PostPosted: Sun Feb 17, 2013 6:56 pm
by asmrz
Chad, my argument is that it does not matter if your severe gastrointestinal illness was Ghiardia or not (I went to a doctor, who said so). Whatever water bourne particles couse the illness is totally secondary to prevention of it.

I spent on the average 80-100 days a year ( I keep notes) in the backcountry over my 40 plus years of climbing, hiking, skiing and expeditions. I never got severly sick at home, requiring medical attention, not once in 45 years. Yet, in the backcountry, twice I cought whatever (in my case Giardhia) that debilitated me to the point, that even though I'm a stubborn bastard, I saw the light.

To each his own. Again, if you never get Ghiardia, you don't ever need to do anything to you water, anywhere.

Re: water filters

PostPosted: Sun Feb 17, 2013 8:09 pm
by WyomingSummits
mrchad9 wrote:Alois, but how can you know, beyond the shadow of a doubt, that those were the sources of your infection? When spending time away from civilization contaminants can come from all sorts of activities, not just drinking water. It's just the easiest to blame. I just haven't seen a single study that shows an unacceptable level of pathogens in any water anywhere in the Sierra, much less the backcountry.

For me the benefits far outweigh the risks (which likely are not even there).

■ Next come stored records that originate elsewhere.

// ============================================================
// Layer 3 — Class Labels and Split Outcomes
// ============================================================
// A class label is the name of one folder under the source
// tree. For every class the split produces a ClassSplit:
// the train files followed by the val files reproduce the
// class listing exactly, in order.

use std::{ffi::OsString, fmt};

/// The name of one immediate subdirectory of the source tree.
#[derive(Debug, Clone, PartialEq, Eq, PartialOrd, Ord, Hash)]
pub struct ClassLabel(String);

impl ClassLabel {
    pub fn new(name: impl Into<String>) -> Self {
        Self(name.into())
    }

    pub fn as_str(&self) -> &str {
        &self.0
    }
}

impl fmt::Display for ClassLabel {
    fn fmt(&self, f: &mut fmt::Formatter<'_>) -> fmt::Result {
        f.write_str(&self.0)
    }
}

/// The train/val partition of one class's file listing.
#[derive(Debug, Clone, PartialEq, Eq)]
pub struct ClassSplit {
    pub label: ClassLabel,
    pub train: Vec<OsString>,
    pub val:   Vec<OsString>,
}

impl ClassSplit {
    /// Number of files the class had before splitting.
    pub fn total(&self) -> usize {
        self.train.len() + self.val.len()
    }
}

/// Per-class counts for one class of a summary.
#[derive(Debug, Clone, PartialEq, Eq)]
pub struct ClassCounts {
    pub label: ClassLabel,
    pub train: usize,
    pub val:   usize,
}

impl From<&ClassSplit> for ClassCounts {
    fn from(split: &ClassSplit) -> Self {
        Self {
            label: split.label.clone(),
            train: split.train.len(),
            val:   split.val.len(),
        }
    }
}

/// What a split run (or plan) did, class by class, in processing order.
#[derive(Debug, Clone, Default, PartialEq, Eq)]
pub struct SplitSummary {
    pub classes: Vec<ClassCounts>,
}

impl SplitSummary {
    pub fn push(&mut self, split: &ClassSplit) {
        self.classes.push(split.into());
    }

    pub fn train_total(&self) -> usize {
        self.classes.iter().map(|c| c.train).sum()
    }

    pub fn val_total(&self) -> usize {
        self.classes.iter().map(|c| c.val).sum()
    }
}
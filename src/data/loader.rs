// ============================================================
// Layer 4 — Directory Loader
// ============================================================
// Enumerates a class-per-folder dataset:
//
//   images/
//     ├── NORMAL/      ← class label "NORMAL"
//     │     ├── a.png
//     │     └── b.png
//     └── PNEUMONIA/   ← class label "PNEUMONIA"
//           └── c.png
//
// Only the first level below the root are classes and only
// regular files inside a class are samples. Anything else is
// logged and skipped (nested hierarchies are not supported).
//
// With ListingOrder::Sorted both listings are sorted by name so
// the split is identical on every platform. ListingOrder::Filesystem
// keeps the raw read_dir order.
//
// Reference: Rust Book §9 (Error Handling)
//            std::fs::read_dir documentation

use std::{
    ffi::OsString,
    fs,
    path::{Path, PathBuf},
};

use crate::domain::class_split::ClassLabel;
use crate::domain::error::{SplitError, SplitResult};
use crate::domain::split_config::ListingOrder;
use crate::domain::traits::DatasetSource;

/// Reads class folders and file names from the local filesystem.
/// Implements the DatasetSource trait from Layer 3.
pub struct DirectoryLoader {
    order: ListingOrder,
}

impl DirectoryLoader {
    /// Create a loader that lists entries in the given order
    pub fn new(order: ListingOrder) -> Self {
        Self { order }
    }
}

impl DatasetSource for DirectoryLoader {
    fn class_labels(&self, root: &Path) -> SplitResult<Vec<ClassLabel>> {
        let mut labels = Vec::new();

        for (path, name) in read_entries(root)? {
            if !is_dir(&path)? {
                tracing::warn!("Skipping '{}': not a class directory", path.display());
                continue;
            }

            match name.into_string() {
                Ok(name) => labels.push(ClassLabel::new(name)),
                Err(raw) => {
                    tracing::warn!("Skipping class folder with non UTF-8 name {:?}", raw);
                }
            }
        }

        if self.order == ListingOrder::Sorted {
            labels.sort();
        }

        tracing::debug!("Found {} classes under '{}'", labels.len(), root.display());
        Ok(labels)
    }

    fn class_files(&self, root: &Path, label: &ClassLabel) -> SplitResult<Vec<OsString>> {
        let class_dir = root.join(label.as_str());
        let mut files = Vec::new();

        for (path, name) in read_entries(&class_dir)? {
            if is_file(&path)? {
                files.push(name);
            } else {
                tracing::warn!("Skipping '{}': not a regular file", path.display());
            }
        }

        if self.order == ListingOrder::Sorted {
            files.sort();
        }

        Ok(files)
    }
}

/// List `(path, file_name)` for every entry of `dir`, in read_dir order.
fn read_entries(dir: &Path) -> SplitResult<Vec<(PathBuf, OsString)>> {
    let iter = fs::read_dir(dir).map_err(|e| SplitError::from_io(dir, e))?;

    let mut entries = Vec::new();
    for entry in iter {
        let entry = entry.map_err(|e| SplitError::from_io(dir, e))?;
        entries.push((entry.path(), entry.file_name()));
    }
    Ok(entries)
}

// fs::metadata follows symlinks, so a linked class folder or image counts
fn is_dir(path: &Path) -> SplitResult<bool> {
    fs::metadata(path)
        .map(|m| m.is_dir())
        .map_err(|e| SplitError::from_io(path, e))
}

fn is_file(path: &Path) -> SplitResult<bool> {
    fs::metadata(path)
        .map(|m| m.is_file())
        .map_err(|e| SplitError::from_io(path, e))
}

Since ditching my filter I save a lot of weight (half pound for the filter and 2-3 pounds because I don't carry water either) and I stay much better hydrated too since it is no effort to prepare it!


A UV purifier is 3" long, weighs a couple of ounces, and purifies 32oz of water in 40 seconds......why risk it? They only cost $80 and you can purify thousands of ounces of water before you have to simply change the batteries! Gets rid of 99% of all virus's, bacteria, and cysts. Why NOT carry it? In 80 seconds I can fill my camelback with absolutely pure water.

Re: water filters

PostPosted: Sun Feb 17, 2013 8:33 pm
by mrchad9
Why not carry a firearm? I don't want to risk getting raped by a band of hillbillies either and the odds are probably just as good!

Re: water filters

PostPosted: Sun Feb 17, 2013 8:58 pm
by fedak
I've been drinking unfiltered water from High Sierra water sources for ~20 years w/o issue. (And spring sourced water from everywhere else in CA)
(I do carry tablets and will use them as a judgement call if I am in a known grazing watershed or near human activity)

I'm sure the risk is there but, IMHO, the "official" stance on this is horribly alarmist. (Probably necessitated via our wonderfully litigious society)

There was a study at one point that found that there was less Giardia per volume of water in the top foot of high altitude lakes than there was in the SF tap water (The UV at that elevation apparently kills the stuff)

And there have been numerous surveys of the PCT hikers that found that most of them at least on occasion will pull from unfiltered sources.